**Source data:**
==================================================

impl<A: HeapAllocator> Packer<A> {
    pub fn with_allocator(settings: PackSettings, allocator: A) -> Self {
        Packer {
            settings,
            allocator,
        }
    }

    pub fn settings(&self) -> &PackSettings {
        &self.settings
    }

    pub fn allocator(&self) -> &A {
        &self.allocator
    }

    /// Packs `values` into `inline`, promoting to the heap when they do not fit.
    ///
    /// On error every heap block allocated by this call has been freed.
    pub fn pack<'b>(
        &self,
        template: &Template,
        values: &[FieldValue<'_>],
        inline: &'b mut [u8],
    ) -> PackResult<PackedBuffer<'b>> {
        if values.len() != template.len() {
            return Err(PackError::ArityMismatch {
                template: template.name().to_owned(),
                expected: template.len(),
                found: values.len(),
            });
        }

        let mut buffer = PackedBuffer::new(inline);
        for (field, value) in template.fields().iter().zip(values) {
            self.pack_field(&mut buffer, field, value, values)?;
        }
        Ok(buffer)
    }

    /// Packs into a fresh heap vector, without inline storage.
    pub fn pack_to_vec(&self, template: &Template, values: &[FieldValue<'_>]) -> PackResult<Vec<u8>> {
        let mut no_inline = [0u8; 0];
        Ok(self.pack(template, values, &mut no_inline)?.into_vec())
    }

    fn pack_field(
        &self,
        buffer: &mut PackedBuffer<'_>,
        field: &Field,
        value: &FieldValue<'_>,
        values: &[FieldValue<'_>],
    ) -> PackResult<()> {
        match &field.kind {
            WireKind::FixedScalar { .. } => {
                let in_type = field.in_type.ok_or_else(|| mismatch(field, "scalar", value))?;
                let mut scratch = [0u8; 16];
                let width = encode_scalar(in_type, value, &mut scratch)
                    .ok_or_else(|| mismatch(field, in_type.name(), value))?;
                self.reserve(buffer, width)?;
                buffer.append(&scratch[..width]);
            }
            WireKind::Guid => {
                let FieldValue::Guid(guid) = value else {
                    return Err(mismatch(field, "Guid", value));
                };
                self.reserve(buffer, GUID_SIZE)?;
                buffer.append(&guid.to_le_bytes());
            }
            WireKind::WideString => {
                let FieldValue::WideStr(units) = value else {
                    return Err(mismatch(field, "WideStr", value));
                };
                let Some(units) = units else {
                    return Ok(());
                };
                let chars = units.iter().position(|&u| u == 0).unwrap_or(units.len());
                let units = &units[..chars];
                let byte_count = chars
                    .checked_add(1)
                    .and_then(|n| n.checked_mul(mem::size_of::<u16>()))
                    .ok_or(PackError::Overflow)?;
                self.reserve(buffer, byte_count)?;
                buffer.append_with(byte_count, |dst| {
                    let (text, terminator) = dst.split_at_mut(chars * 2);
                    LittleEndian::write_u16_into(units, text);
                    terminator.fill(0);
                });
            }
            WireKind::NarrowString => {
                let FieldValue::NarrowStr(bytes) = value else {
                    return Err(mismatch(field, "NarrowStr", value));
                };
                let Some(bytes) = bytes else {
                    return Ok(());
                };
                let chars = bytes.iter().position(|&b| b == 0).unwrap_or(bytes.len());
                let byte_count = chars.checked_add(1).ok_or(PackError::Overflow)?;
                self.reserve(buffer, byte_count)?;
                buffer.append_with(byte_count, |dst| {
                    dst[..chars].copy_from_slice(&bytes[..chars]);
                    dst[chars] = 0;
                });
            }
            WireKind::CountedArray { count, element } => {
                let FieldValue::Binary(data) = value else {
                    return Err(mismatch(field, "Binary", value));
                };
                let Some(data) = data else {
                    return Ok(());
                };
                let count = element_count(&values[count.index], &count.name)?;
                let size = contribution(count, *element, None)?;
                self.copy_blob(buffer, field, data, size)?;
            }
            WireKind::StructBlob { count, element } => {
                let (caller_size, data) = match value {
                    FieldValue::Struct { element_size, data } => (Some(*element_size), *data),
                    FieldValue::Binary(data) if *element != ElementSize::Caller => (None, *data),
                    other => return Err(mismatch(field, "Struct", other)),
                };
                let Some(data) = data else {
                    return Ok(());
                };
                let count = match count {
                    Some(count) => element_count(&values[count.index], &count.name)?,
                    None => 1,
                };
                let size = contribution(count, *element, caller_size)?;
                self.copy_blob(buffer, field, data, size)?;
            }
        }
        Ok(())
    }

    fn copy_blob(
        &self,
        buffer: &mut PackedBuffer<'_>,
        field: &Field,
        data: &[u8],
        size: usize,
    ) -> PackResult<()> {
        if data.len() < size {
            return Err(PackError::ValueTooShort {
                field: field.name.clone(),
                need: size,
                have: data.len(),
            });
        }
        self.reserve(buffer, size)?;
        buffer.append(&data[..size]);
        Ok(())
    }

    /// Makes room for `required` more bytes, promoting the buffer to a larger heap block when
    /// the current storage is too small.
    fn reserve(&self, buffer: &mut PackedBuffer<'_>, required: usize) -> PackResult<()> {
        let end = buffer.len.checked_add(required).ok_or(PackError::Overflow)?;
        let max = self.settings.get_max_payload_size();
        if let Some(max) = max {
            if end > max {
                return Err(PackError::PayloadTooLarge { size: end, max });
            }
        }

        let capacity = buffer.capacity();
        if end <= capacity {
            return Ok(());
        }

        let wanted = capacity.checked_add(required).ok_or(PackError::Overflow)?;
        let mut new_capacity = wanted
            .checked_add(wanted / 2)
            .ok_or(PackError::Overflow)?
            .max(self.settings.get_growth_floor());
        if let Some(max) = max {
            new_capacity = new_capacity.min(max);
        }
        if new_capacity <= capacity {
            return Err(PackError::Overflow);
        }

        let mut block = self
            .allocator
            .allocate(new_capacity)
            .filter(|block| block.len() >= new_capacity)
            .ok_or(PackError::AllocationFailed {
                requested: new_capacity,
            })?;

        block[..buffer.len].copy_from_slice(buffer.as_bytes());
        trace!(
            "payload grew from {} to {} bytes ({} used, {} needed)",
            capacity, new_capacity, buffer.len, required
        );

        // Replacing the storage drops a previous heap block; inline storage is only borrowed.
        buffer.storage = Storage::Heap(block);
        buffer.growths += 1;
        Ok(())
    }
}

==================================================

**YOUR ASSIGNMENT:** All of the data above is to be transcribed without alteration.

**SOLUTION:**
impl<A: HeapAllocator> Packer<A> {
    pub fn with_allocator(settings: PackSettings, allocator: A) -> Self {
        Packer {
            settings,
            allocator,
        }
    }

    pub fn settings(&self) -> &PackSettings {
        &self.settings
    }

    pub fn allocator(&self) -> &A {
        &self.allocator
    }

    /// Packs `values` into `inline`, promoting to the heap when they do not fit.
    ///
    /// On error every heap block allocated by this call has been freed.
    pub fn pack<'b>(
        &self,
        template: &Template,
        values: &[FieldValue<'_>],
        inline: &'b mut [u8],
    ) -> PackResult<PackedBuffer<'b>> {
        if values.len() != template.len() {
            return Err(PackError::ArityMismatch {
                template: template.name().to_owned(),
                expected: template.len(),
                found: values.len(),
            });
        }

        let mut buffer = PackedBuffer::new(inline);
        for (field, value) in template.fields().iter().zip(values) {
            self.pack_field(&mut buffer, field, value, values)?;
        }
        Ok(buffer)
    }

    /// Packs into a fresh heap vector, without inline storage.
    pub fn pack_to_vec(&self, template: &Template, values: &[FieldValue<'_>]) -> PackResult<Vec<u8>> {
        let mut no_inline = [0u8; 0];
        Ok(self.pack(template, values, &mut no_inline)?.into_vec())
    }

    fn pack_field(
        &self,
        buffer: &mut PackedBuffer<'_>,
        field: &Field,
        value: &FieldValue<'_>,
        values: &[FieldValue<'_>],
    ) -> PackResult<()> {
        match &field.kind {
            WireKind::FixedScalar { .. } => {
                let in_type = field.in_type.ok_or_else(|| mismatch(field, "scalar", value))?;
                let mut scratch = [0u8; 16];
                let width = encode_scalar(in_type, value, &mut scratch)
                    .ok_or_else(|| mismatch(field, in_type.name(), value))?;
                self.reserve(buffer, width)?;
                buffer.append(&scratch[..width]);
            }
            WireKind::Guid => {
                let FieldValue::Guid(guid) = value else {
                    return Err(mismatch(field, "Guid", value));
                };
                self.reserve(buffer, GUID_SIZE)?;
                buffer.append(&guid.to_le_bytes());
            }
            WireKind::WideString => {
                let FieldValue::WideStr(units) = value else {
                    return Err(mismatch(field, "WideStr", value));
                };
                let Some(units) = units else {
                    return Ok(());
                };
                let chars = units.iter().position(|&u| u == 0).unwrap_or(units.len());
                let units = &units[..chars];
                let byte_count = chars
                    .checked_add(1)
                    .and_then(|n| n.checked_mul(mem::size_of::<u16>()))
                    .ok_or(PackError::Overflow)?;
                self.reserve(buffer, byte_count)?;
                buffer.append_with(byte_count, |dst| {
                    let (text, terminator) = dst.split_at_mut(chars * 2);
                    LittleEndian::write_u16_into(units, text);
                    terminator.fill(0);
                });
            }
            WireKind::NarrowString => {
                let FieldValue::NarrowStr(bytes) = value else {
                    return Err(mismatch(field, "NarrowStr", value));
                };
                let Some(bytes) = bytes else {
                    return Ok(());
                };
                let chars = bytes.iter().position(|&b| b == 0).unwrap_or(bytes.len());
                let byte_count = chars.checked_add(1).ok_or(PackError::Overflow)?;
                self.reserve(buffer, byte_count)?;
                buffer.append_with(byte_count, |dst| {
                    dst[..chars].copy_from_slice(&bytes[..chars]);
                    dst[chars] = 0;
                });
            }
            WireKind::CountedArray { count, element } => {
                let FieldValue::Binary(data) = value else {
                    return Err(mismatch(field, "Binary", value));
                };
                let Some(data) = data else {
                    return Ok(());
                };
                let count = element_count(&values[count.index], &count.name)?;
                let size = contribution(count, *element, None)?;
                self.copy_blob(buffer, field, data, size)?;
            }
            WireKind::StructBlob { count, element } => {
                let (caller_size, data) = match value {
                    FieldValue::Struct { element_size, data } => (Some(*element_size), *data),
                    FieldValue::Binary(data) if *element != ElementSize::Caller => (None, *data),
                    other => return Err(mismatch(field, "Struct", other)),
                };
                let Some(data) = data else {
                    return Ok(());
                };
                let count = match count {
                    Some(count) => element_count(&values[count.index], &count.name)?,
                    None => 1,
                };
                let size = contribution(count, *element, caller_size)?;
                self.copy_blob(buffer, field, data, size)?;
            }
        }
        Ok(())
    }

    fn copy_blob(
        &self,
        buffer: &mut PackedBuffer<'_>,
        field: &Field,
        data: &[u8],
        size: usize,
    ) -> PackResult<()> {
        if data.len() < size {
            return Err(PackError::ValueTooShort {
                field: field.name.clone(),
                need: size,
                have: data.len(),
            });
        }
        self.reserve(buffer, size)?;
        buffer.append(&data[..size]);
        Ok(())
    }

    /// Makes room for `required` more bytes, promoting the buffer to a larger heap block when
    /// the current storage is too small.
    fn reserve(&self, buffer: &mut PackedBuffer<'_>, required: usize) -> PackResult<()> {
        let end = buffer.len.checked_add(required).ok_or(PackError::Overflow)?;
        let max = self.settings.get_max_payload_size();
        if let Some(max) = max {
            if end > max {
                return Err(PackError::PayloadTooLarge { size: end, max });
            }
        }

        let capacity = buffer.capacity();
        if end <= capacity {
            return Ok(());
        }

        let wanted = capacity.checked_add(required).ok_or(PackError::Overflow)?;
        let mut new_capacity = wanted
            .checked_add(wanted / 2)
            .ok_or(PackError::Overflow)?
            .max(self.settings.get_growth_floor());
        if let Some(max) = max {
            new_capacity = new_capacity.min(max);
        }
        if new_capacity <= capacity {
            return Err(PackError::Overflow);
        }

        let mut block = self
            .allocator
            .allocate(new_capacity)
            .filter(|block| block.len() >= new_capacity)
            .ok_or(PackError::AllocationFailed {
                requested: new_capacity,
            })?;

        block[..buffer.len].copy_from_slice(buffer.as_bytes());
        trace!(
            "payload grew from {} to {} bytes ({} used, {} needed)",
            capacity, new_capacity, buffer.len, required
        );

        // Replacing the storage drops a previous heap block; inline storage is only borrowed.
        buffer.storage = Storage::Heap(block);
        buffer.growths += 1;
        Ok(())
    }
}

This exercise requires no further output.